_Work to be completed_:
Where the listing below has a line with "in this set.", write out exactly that line and every line after it, stopping after the line with "impl_component_set!(A);".

☆ ☆ ☆ ☆ ☆ ☆ ☆

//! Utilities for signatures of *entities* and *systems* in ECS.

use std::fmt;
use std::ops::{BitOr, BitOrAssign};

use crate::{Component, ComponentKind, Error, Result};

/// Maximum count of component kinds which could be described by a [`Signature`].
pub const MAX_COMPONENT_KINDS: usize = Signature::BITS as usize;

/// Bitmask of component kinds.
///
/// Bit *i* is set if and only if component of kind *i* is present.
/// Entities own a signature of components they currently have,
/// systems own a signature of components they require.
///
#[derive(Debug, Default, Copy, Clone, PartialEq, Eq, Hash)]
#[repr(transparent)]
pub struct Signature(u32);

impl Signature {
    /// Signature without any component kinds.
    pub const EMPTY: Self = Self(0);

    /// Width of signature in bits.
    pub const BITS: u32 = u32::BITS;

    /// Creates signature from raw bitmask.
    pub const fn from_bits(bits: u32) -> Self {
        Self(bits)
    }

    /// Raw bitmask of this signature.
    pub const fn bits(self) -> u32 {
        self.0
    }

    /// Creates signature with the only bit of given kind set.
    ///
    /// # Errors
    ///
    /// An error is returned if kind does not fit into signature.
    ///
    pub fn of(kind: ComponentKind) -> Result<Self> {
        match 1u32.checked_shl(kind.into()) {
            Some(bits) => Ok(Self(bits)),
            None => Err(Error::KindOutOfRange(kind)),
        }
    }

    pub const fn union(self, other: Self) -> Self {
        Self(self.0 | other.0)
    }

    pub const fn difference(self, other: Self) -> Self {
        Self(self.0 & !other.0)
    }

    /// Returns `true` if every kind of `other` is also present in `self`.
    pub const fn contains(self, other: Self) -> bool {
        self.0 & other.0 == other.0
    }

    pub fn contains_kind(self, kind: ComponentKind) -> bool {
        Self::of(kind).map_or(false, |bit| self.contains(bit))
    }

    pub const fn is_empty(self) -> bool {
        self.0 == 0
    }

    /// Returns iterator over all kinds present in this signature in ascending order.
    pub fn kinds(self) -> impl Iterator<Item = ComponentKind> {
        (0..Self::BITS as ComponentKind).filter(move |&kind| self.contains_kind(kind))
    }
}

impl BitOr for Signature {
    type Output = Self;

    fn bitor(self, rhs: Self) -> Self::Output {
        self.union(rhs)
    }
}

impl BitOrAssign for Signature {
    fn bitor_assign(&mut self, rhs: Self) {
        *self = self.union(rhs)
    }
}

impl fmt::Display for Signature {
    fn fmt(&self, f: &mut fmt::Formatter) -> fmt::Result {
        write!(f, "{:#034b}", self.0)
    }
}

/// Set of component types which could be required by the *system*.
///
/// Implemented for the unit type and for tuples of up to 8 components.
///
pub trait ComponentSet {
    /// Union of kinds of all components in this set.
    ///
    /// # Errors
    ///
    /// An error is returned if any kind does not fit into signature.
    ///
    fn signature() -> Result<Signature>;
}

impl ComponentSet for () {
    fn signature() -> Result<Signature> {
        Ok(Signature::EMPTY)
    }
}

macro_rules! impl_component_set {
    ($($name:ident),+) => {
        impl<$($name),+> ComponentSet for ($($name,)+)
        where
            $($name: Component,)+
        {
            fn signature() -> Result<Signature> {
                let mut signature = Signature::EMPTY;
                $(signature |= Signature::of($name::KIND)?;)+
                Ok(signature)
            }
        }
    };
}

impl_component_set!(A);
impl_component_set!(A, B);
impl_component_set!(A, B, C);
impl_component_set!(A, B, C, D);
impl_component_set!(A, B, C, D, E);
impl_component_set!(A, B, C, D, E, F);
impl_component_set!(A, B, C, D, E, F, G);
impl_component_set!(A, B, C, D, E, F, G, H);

☆ ☆ ☆ ☆ ☆ ☆ ☆

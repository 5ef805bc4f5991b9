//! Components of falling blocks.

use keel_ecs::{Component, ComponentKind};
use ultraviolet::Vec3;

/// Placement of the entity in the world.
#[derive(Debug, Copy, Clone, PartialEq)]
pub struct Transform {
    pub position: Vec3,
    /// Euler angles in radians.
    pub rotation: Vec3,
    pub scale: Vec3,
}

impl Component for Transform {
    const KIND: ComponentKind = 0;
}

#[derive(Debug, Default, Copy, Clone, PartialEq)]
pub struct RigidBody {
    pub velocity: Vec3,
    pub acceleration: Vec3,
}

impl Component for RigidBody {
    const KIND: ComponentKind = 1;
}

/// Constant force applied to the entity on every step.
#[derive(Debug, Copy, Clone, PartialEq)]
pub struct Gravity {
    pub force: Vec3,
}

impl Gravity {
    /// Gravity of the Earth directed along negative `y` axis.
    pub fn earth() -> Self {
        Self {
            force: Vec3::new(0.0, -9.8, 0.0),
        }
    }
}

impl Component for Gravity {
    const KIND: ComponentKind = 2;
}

☆ ☆ ☆ ☆ ☆ ☆ ☆

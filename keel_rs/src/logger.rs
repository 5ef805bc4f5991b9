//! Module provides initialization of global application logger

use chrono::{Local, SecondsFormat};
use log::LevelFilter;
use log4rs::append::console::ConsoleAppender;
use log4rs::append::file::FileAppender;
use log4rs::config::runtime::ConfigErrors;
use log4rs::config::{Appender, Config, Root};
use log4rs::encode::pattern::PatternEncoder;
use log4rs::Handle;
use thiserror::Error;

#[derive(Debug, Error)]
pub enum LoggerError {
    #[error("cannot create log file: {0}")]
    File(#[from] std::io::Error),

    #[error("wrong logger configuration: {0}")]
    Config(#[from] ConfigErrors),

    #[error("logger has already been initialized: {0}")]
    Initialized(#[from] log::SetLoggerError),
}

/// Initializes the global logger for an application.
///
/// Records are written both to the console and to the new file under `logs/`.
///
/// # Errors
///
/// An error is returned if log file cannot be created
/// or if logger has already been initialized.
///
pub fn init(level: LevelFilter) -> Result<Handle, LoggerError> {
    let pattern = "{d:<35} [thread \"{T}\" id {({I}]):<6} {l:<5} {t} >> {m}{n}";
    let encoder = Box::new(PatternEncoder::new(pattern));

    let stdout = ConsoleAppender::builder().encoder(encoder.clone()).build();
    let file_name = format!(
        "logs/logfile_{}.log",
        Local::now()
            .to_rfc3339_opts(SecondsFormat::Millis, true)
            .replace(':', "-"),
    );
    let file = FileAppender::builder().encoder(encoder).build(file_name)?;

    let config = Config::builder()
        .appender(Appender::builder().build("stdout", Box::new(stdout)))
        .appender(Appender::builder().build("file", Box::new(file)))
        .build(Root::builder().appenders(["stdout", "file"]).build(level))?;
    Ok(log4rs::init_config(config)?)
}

☆ ☆ ☆ ☆ ☆ ☆ ☆

_Exercise output_:
    /// Union of kinds of all components in this set.
    ///
    /// # Errors
    ///
    /// An error is returned if any kind does not fit into signature.
    ///
    fn signature() -> Result<Signature>;
}

impl ComponentSet for () {
    fn signature() -> Result<Signature> {
        Ok(Signature::EMPTY)
    }
}

macro_rules! impl_component_set {
    ($($name:ident),+) => {
        impl<$($name),+> ComponentSet for ($($name,)+)
        where
            $($name: Component,)+
        {
            fn signature() -> Result<Signature> {
                let mut signature = Signature::EMPTY;
                $(signature |= Signature::of($name::KIND)?;)+
                Ok(signature)
            }
        }
    };
}

impl_component_set!(A);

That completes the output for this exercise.